Task requirements>
Whenever a line of the entries below holds the string "next", copy that line and return it.

--- START ---

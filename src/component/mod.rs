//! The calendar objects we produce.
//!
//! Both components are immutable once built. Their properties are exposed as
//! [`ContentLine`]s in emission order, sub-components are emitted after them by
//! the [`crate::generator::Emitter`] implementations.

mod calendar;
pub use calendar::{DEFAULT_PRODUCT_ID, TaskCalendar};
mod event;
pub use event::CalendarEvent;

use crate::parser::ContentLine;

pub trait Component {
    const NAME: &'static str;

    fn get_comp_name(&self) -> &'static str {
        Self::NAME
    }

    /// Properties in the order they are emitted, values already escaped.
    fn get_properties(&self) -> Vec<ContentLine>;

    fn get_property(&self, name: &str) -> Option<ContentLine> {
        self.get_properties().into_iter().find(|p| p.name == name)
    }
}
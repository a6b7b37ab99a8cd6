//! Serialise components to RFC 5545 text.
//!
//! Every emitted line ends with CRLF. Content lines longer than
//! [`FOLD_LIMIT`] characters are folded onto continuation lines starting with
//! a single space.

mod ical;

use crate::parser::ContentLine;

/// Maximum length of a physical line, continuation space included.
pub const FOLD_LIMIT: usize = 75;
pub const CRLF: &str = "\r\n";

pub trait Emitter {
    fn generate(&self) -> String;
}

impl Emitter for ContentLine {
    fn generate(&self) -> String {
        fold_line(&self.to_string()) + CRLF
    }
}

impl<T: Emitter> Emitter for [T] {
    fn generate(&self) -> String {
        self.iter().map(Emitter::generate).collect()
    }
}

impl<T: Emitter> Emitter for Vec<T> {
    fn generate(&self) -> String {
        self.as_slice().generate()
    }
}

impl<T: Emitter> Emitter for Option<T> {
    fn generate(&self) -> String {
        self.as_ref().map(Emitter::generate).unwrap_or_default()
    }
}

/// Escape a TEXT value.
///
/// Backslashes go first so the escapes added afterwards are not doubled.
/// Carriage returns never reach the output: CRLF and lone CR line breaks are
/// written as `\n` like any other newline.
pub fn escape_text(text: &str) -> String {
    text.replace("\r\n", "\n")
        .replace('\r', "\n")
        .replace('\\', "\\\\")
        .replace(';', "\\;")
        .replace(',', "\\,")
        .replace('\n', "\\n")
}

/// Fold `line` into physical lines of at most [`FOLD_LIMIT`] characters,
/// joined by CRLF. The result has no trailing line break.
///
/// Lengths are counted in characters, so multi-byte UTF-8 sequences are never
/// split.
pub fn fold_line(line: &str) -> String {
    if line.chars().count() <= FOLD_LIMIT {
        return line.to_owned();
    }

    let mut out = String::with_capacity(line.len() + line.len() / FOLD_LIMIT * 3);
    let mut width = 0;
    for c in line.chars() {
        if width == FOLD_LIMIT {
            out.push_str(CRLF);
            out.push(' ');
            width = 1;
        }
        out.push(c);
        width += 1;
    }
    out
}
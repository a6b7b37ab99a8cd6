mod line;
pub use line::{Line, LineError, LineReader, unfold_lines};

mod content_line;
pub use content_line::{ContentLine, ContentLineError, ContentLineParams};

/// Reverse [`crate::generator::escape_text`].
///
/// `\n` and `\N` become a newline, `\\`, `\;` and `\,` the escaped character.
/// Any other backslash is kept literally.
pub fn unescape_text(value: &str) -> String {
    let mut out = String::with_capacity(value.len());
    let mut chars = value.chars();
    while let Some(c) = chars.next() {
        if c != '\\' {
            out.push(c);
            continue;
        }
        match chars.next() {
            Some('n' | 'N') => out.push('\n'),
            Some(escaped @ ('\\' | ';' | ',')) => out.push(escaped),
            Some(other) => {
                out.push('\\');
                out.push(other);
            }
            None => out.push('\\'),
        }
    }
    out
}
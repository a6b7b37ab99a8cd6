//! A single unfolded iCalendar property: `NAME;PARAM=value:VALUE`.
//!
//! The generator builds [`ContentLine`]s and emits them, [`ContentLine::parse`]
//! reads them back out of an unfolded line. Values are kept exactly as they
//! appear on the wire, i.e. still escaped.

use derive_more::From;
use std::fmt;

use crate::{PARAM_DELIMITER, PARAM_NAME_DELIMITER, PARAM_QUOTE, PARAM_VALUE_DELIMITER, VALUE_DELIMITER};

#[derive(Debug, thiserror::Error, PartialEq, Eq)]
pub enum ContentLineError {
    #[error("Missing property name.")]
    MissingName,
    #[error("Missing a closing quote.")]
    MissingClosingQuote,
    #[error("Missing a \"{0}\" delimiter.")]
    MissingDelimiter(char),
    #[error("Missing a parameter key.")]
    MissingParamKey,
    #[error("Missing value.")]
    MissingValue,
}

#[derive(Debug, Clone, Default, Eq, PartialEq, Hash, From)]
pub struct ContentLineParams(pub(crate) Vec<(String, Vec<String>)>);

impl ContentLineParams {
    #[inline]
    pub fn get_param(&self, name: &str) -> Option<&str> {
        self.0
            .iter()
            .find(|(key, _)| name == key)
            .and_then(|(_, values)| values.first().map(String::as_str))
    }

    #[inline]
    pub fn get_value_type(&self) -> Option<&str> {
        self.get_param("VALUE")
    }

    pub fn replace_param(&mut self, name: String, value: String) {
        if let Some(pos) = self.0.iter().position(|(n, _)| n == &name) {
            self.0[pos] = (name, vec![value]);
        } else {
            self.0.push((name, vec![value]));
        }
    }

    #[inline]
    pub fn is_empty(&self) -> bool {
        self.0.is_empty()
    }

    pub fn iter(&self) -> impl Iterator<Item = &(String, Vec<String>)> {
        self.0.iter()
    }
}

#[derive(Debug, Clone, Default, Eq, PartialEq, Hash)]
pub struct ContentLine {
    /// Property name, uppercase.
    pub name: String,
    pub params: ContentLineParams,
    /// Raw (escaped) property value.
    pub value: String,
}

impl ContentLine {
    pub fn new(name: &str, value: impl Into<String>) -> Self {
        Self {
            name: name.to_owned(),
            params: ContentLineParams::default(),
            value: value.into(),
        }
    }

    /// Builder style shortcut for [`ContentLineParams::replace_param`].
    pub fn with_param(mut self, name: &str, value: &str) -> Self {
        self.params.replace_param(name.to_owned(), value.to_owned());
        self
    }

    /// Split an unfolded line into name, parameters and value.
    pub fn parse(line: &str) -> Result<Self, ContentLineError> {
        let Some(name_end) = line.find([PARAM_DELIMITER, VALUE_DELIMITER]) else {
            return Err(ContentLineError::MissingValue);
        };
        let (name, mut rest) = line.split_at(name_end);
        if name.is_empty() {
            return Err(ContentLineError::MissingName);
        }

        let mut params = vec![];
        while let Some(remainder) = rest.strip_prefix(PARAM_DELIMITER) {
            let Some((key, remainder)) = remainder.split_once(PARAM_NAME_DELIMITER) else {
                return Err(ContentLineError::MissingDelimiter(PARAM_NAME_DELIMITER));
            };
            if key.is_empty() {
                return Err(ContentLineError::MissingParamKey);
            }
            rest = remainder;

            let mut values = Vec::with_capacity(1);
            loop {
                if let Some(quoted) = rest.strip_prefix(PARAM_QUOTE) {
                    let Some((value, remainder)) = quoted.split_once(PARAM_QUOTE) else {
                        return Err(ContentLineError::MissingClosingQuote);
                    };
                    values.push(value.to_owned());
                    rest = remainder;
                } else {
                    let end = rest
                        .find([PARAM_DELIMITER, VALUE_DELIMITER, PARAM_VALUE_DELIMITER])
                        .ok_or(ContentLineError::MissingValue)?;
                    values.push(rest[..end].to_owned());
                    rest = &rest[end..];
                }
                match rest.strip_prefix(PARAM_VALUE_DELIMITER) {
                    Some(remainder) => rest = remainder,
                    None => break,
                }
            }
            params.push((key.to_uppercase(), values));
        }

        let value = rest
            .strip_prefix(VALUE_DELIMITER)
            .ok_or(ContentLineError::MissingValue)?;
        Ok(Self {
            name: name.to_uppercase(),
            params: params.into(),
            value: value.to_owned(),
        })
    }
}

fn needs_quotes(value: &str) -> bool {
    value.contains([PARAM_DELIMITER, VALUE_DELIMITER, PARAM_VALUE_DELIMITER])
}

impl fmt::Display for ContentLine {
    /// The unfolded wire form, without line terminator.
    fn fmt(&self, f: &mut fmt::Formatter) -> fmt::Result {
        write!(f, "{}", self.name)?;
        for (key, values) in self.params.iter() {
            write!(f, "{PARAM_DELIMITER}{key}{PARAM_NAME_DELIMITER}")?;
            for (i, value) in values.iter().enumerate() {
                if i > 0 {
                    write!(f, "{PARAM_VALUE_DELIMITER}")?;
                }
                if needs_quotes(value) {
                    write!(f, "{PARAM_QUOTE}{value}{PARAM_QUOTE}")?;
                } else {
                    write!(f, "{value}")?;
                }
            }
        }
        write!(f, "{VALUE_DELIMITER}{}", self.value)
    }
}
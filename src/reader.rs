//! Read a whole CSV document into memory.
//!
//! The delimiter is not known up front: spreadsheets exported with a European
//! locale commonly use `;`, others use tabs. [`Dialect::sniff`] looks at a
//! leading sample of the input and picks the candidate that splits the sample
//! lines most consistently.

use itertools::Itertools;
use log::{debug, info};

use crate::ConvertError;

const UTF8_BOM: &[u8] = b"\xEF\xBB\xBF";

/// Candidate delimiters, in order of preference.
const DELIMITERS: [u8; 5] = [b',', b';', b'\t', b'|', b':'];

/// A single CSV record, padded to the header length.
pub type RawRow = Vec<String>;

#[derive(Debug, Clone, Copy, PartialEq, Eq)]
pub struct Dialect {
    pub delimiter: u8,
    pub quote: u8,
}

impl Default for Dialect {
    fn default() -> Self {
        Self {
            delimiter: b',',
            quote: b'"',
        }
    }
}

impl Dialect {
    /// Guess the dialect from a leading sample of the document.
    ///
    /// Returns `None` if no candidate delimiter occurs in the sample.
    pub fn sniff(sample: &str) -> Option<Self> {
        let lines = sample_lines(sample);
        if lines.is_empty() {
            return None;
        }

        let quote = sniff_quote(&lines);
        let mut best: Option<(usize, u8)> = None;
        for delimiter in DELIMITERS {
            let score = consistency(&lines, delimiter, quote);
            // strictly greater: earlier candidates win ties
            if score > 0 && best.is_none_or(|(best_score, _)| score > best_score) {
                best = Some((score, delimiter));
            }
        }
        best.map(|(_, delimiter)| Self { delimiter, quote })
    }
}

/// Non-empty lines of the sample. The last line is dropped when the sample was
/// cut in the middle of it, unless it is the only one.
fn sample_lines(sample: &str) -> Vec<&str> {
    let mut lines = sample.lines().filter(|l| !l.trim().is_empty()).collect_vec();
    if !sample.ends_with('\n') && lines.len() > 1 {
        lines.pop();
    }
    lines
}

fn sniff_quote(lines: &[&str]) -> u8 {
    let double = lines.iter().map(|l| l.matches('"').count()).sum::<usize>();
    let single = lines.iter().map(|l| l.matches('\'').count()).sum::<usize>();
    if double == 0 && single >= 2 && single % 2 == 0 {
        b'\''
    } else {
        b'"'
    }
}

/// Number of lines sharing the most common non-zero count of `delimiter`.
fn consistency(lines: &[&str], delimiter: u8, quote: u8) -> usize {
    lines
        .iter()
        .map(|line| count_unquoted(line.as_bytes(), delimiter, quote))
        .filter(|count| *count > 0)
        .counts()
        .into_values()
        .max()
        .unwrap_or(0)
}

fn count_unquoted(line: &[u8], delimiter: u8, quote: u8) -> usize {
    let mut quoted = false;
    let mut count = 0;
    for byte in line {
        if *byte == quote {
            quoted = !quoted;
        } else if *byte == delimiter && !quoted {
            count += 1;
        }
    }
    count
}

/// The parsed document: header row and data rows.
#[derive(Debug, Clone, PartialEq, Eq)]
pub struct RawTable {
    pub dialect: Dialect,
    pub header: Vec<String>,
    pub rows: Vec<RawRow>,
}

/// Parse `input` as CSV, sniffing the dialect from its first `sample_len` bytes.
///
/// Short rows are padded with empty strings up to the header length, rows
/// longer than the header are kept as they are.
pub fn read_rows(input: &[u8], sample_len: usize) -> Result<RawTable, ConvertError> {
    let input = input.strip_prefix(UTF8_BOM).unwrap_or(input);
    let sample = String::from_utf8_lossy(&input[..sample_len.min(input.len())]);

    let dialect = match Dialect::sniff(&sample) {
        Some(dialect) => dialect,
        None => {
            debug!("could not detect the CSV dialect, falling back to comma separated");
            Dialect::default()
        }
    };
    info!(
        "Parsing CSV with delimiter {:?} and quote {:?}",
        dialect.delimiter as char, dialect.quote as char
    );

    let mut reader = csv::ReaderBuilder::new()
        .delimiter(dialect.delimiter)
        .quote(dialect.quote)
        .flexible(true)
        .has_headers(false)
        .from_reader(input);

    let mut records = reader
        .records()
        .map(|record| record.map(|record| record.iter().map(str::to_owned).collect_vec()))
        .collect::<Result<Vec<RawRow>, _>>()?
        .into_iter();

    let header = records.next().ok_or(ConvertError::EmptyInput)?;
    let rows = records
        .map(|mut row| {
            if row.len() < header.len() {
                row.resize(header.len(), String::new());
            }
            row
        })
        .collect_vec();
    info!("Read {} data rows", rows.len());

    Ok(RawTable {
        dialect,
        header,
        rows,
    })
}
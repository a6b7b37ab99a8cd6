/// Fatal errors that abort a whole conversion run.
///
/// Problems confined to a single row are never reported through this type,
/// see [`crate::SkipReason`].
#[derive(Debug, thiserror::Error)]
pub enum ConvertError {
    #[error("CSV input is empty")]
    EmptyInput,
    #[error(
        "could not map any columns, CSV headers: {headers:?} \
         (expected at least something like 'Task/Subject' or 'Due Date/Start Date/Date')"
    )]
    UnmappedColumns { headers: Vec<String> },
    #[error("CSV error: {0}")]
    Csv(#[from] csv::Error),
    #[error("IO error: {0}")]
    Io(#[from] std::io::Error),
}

--- END ---

Problem solution>
    while let Some(c) = chars.next() {
        match chars.next() {
    let header = records.next().ok_or(ConvertError::EmptyInput)?;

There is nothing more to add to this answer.